How to achieve it: Ask where crops are grown and contact farms to learn their crop water management. In processing facilities, specify water recycling and inquire how waste water is managed. Inquire if waste water is filtered before being expelled in local waterways. Choose suppliers who harvest rainwater, reuse gray water, or have closed-loop water systems. Use Higg MSI or Made2 Flow to calculate virtual water embedded in selected materials and products. Once a water footprint is measured, start to reduce it!

Which materials get you there: GRS- or other-certified, recycled nylons, resins, plastics, and PET yarns for your fabrics, buttons, and zippers. Regeneratively-grown, in-transition, or African cotton; materials or facilities that are Alliance for Water Stewardship, B-Hive by Go Blue, or Bluesign certified.

Who has them: Here are two suppliers that do!   

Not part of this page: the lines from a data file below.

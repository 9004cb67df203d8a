use std::rc::Rc;

/// Compile errors.
///
/// Defines all error types that can occur while lexing or parsing source
/// code. Compile errors include unknown symbols, unterminated strings,
/// unexpected tokens, missing punctuation, and references to undeclared
/// names.
pub mod compile_error;
/// Runtime errors.
///
/// Contains all error types that can be raised while the interpreter walks
/// the tree. Runtime errors include type mismatches, bad subscripts,
/// division by zero, argument count mismatches, and the recursion limit.
pub mod runtime_error;

pub use compile_error::CompileError;
pub use runtime_error::RuntimeError;

/// A position in a source file.
///
/// Every token, AST node, and error carries one of these so that
/// diagnostics can point at the exact place in the program they refer to.
/// The file name is shared between all locations of one scan, so cloning a
/// `Location` is cheap.
///
/// ## Example
/// ```
/// use night::error::Location;
///
/// let loc = Location::new("demo.night".into(), 3, 7);
/// assert_eq!(loc.to_string(), "demo.night:3:7");
/// ```
#[derive(Debug, Clone, PartialEq, Eq)]
pub struct Location {
    /// Name of the source file.
    pub file:   Rc<str>,
    /// One-based line number.
    pub line:   usize,
    /// One-based column number.
    pub column: usize,
}

impl Location {
    /// Creates a new location.
    #[must_use]
    pub const fn new(file: Rc<str>, line: usize, column: usize) -> Self {
        Self { file, line, column }
    }
}

impl std::fmt::Display for Location {
    fn fmt(&self, f: &mut std::fmt::Formatter<'_>) -> std::fmt::Result {
        write!(f, "{}:{}:{}", self.file, self.line, self.column)
    }
}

  1. #Tide Ocean is dedicated to reducing water pollution by using ocean-bound plastics to create granules, yarn, and filament for a wide array of apparel and footwear uses. So far, these materials have prevented 30 million plastic bottles from entering the oceans. Plus, production of this material emits close to 80% less CO2 than virgin plastic and poly. Emissions are also reduced by smaller transportation impacts from their new localized hubs in North America and Europe. #Tide Ocean provides job training and pays fair wages, which helps to destigmatize garbage collecting as a career in the South East Asian communities they operate in. Dive into all of Tide Ocean’s materials here

  2. Textil Santanderina is on a mission to efficiently and sustainably produce high-quality woven fabrics in ways that innovatively conserve water and energy and bring good to people and the planet. Santanderina’s water-stewardship processes include Ecolandye Pluss for dyeing as well as their FIBERCLEAN project which uses its Iris Flow finish to eliminate impacts from industrial laundering – and has an over 65% savings in water use! Textil Santanderina is part of the European Union’s Zero Pollution program and works with brands worldwide. Ranging from cotton classics to the latest technical fiber innovations, Textil Santanderina’s extensive product line is available to view here!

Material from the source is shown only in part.